TASK TO CARRY OUT —
Lines that include the string "load" are the ones to copy from the entries below.

DATA —
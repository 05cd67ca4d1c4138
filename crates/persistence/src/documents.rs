//! The set of documents backing a deployment, and their first-run seeds.

use serde_json::{json, Value};
use std::path::PathBuf;
use std::sync::Arc;

use shared::time::local_timestamp;

use crate::store::{DocumentStore, JsonFileStore, StoreError};

/// Where the JSON documents live on disk.
#[derive(Debug, Clone)]
pub struct DocumentPaths {
    pub data_dir: PathBuf,
    pub status_file: String,
    pub devices_file: String,
    pub status_list_file: String,
}

impl DocumentPaths {
    pub fn status_path(&self) -> PathBuf {
        self.data_dir.join(&self.status_file)
    }

    pub fn devices_path(&self) -> PathBuf {
        self.data_dir.join(&self.devices_file)
    }

    pub fn status_list_path(&self) -> PathBuf {
        self.data_dir.join(&self.status_list_file)
    }
}

/// Stores for the status record, the device collection and the status list.
#[derive(Clone)]
pub struct Documents {
    pub status: Arc<dyn DocumentStore>,
    pub devices: Arc<dyn DocumentStore>,
    pub status_list: Arc<dyn DocumentStore>,
}

impl Documents {
    /// Opens one JSON file per document. Nothing is read until first use.
    pub fn json_files(paths: &DocumentPaths) -> Self {
        Self {
            status: Arc::new(JsonFileStore::new(paths.status_path())),
            devices: Arc::new(JsonFileStore::new(paths.devices_path())),
            status_list: Arc::new(JsonFileStore::new(paths.status_list_path())),
        }
    }

    /// Writes default content for every document that does not exist yet.
    ///
    /// Existing documents are never touched. Returns the names of the
    /// documents that were created.
    pub async fn seed_missing(&self) -> Result<Vec<String>, StoreError> {
        let seeds: [(&Arc<dyn DocumentStore>, fn() -> Value); 3] = [
            (&self.status, default_status_document),
            (&self.devices, default_devices_document),
            (&self.status_list, default_status_list),
        ];

        let mut created = Vec::new();
        for (store, seed) in seeds {
            store.prepare().await?;
            if store.exists().await {
                continue;
            }
            store.save(&seed()).await?;
            tracing::info!(document = %store.name(), "Seeded missing document");
            created.push(store.name().to_string());
        }
        Ok(created)
    }
}

/// Initial status record: code 0, stamped now.
pub fn default_status_document() -> Value {
    json!({
        "status": 0,
        "last_updated": local_timestamp(),
    })
}

/// Initial device collection: empty.
pub fn default_devices_document() -> Value {
    json!([])
}

/// Initial status-code reference list.
pub fn default_status_list() -> Value {
    json!([
        {
            "id": 0,
            "name": "Awake",
            "desc": "Online right now and reachable through any usual contact channel.",
            "color": "awake"
        },
        {
            "id": 1,
            "name": "Asleep",
            "desc": "Asleep or otherwise offline. Call in an emergency.",
            "color": "sleeping"
        }
    ])
}

#[cfg(test)]
mod tests {
    use super::*;
    use domain::models::{Device, StatusRecord};
    use tempfile::TempDir;

    fn paths(dir: &TempDir) -> DocumentPaths {
        DocumentPaths {
            data_dir: dir.path().join("_data"),
            status_file: "data.json".to_string(),
            devices_file: "devices.json".to_string(),
            status_list_file: "status.json".to_string(),
        }
    }

    #[test]
    fn test_document_paths() {
        let paths = DocumentPaths {
            data_dir: PathBuf::from("/srv/_data"),
            status_file: "data.json".to_string(),
            devices_file: "devices.json".to_string(),
            status_list_file: "status.json".to_string(),
        };
        assert_eq!(paths.status_path(), PathBuf::from("/srv/_data/data.json"));
        assert_eq!(paths.devices_path(), PathBuf::from("/srv/_data/devices.json"));
        assert_eq!(paths.status_list_path(), PathBuf::from("/srv/_data/status.json"));
    }

    #[tokio::test]
    async fn test_seed_missing_creates_all_documents() {
        let dir = TempDir::new().unwrap();
        let paths = paths(&dir);
        let docs = Documents::json_files(&paths);

        let created = docs.seed_missing().await.unwrap();
        assert_eq!(created, vec!["data.json", "devices.json", "status.json"]);

        let record: StatusRecord = serde_json::from_value(docs.status.load().await.unwrap()).unwrap();
        assert_eq!(record.status, 0);
        let devices: Vec<Device> = serde_json::from_value(docs.devices.load().await.unwrap()).unwrap();
        assert!(devices.is_empty());
        assert!(paths.status_list_path().exists());
    }

    #[tokio::test]
    async fn test_seed_missing_keeps_existing_documents() {
        let dir = TempDir::new().unwrap();
        let paths = paths(&dir);
        std::fs::create_dir_all(&paths.data_dir).unwrap();
        std::fs::write(paths.status_path(), r#"{"status": 9, "last_updated": "x"}"#).unwrap();

        let docs = Documents::json_files(&paths);
        let created = docs.seed_missing().await.unwrap();
        assert_eq!(created, vec!["devices.json", "status.json"]);
        assert_eq!(docs.status.load().await.unwrap()["status"], 9);
    }

    #[tokio::test]
    async fn test_seed_missing_is_idempotent() {
        let dir = TempDir::new().unwrap();
        let docs = Documents::json_files(&paths(&dir));
        docs.seed_missing().await.unwrap();
        assert!(docs.seed_missing().await.unwrap().is_empty());
    }
}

RESPONSE BOX —
        let record: StatusRecord = serde_json::from_value(docs.status.load().await.unwrap()).unwrap();
        let devices: Vec<Device> = serde_json::from_value(docs.devices.load().await.unwrap()).unwrap();
        assert_eq!(docs.status.load().await.unwrap()["status"], 9);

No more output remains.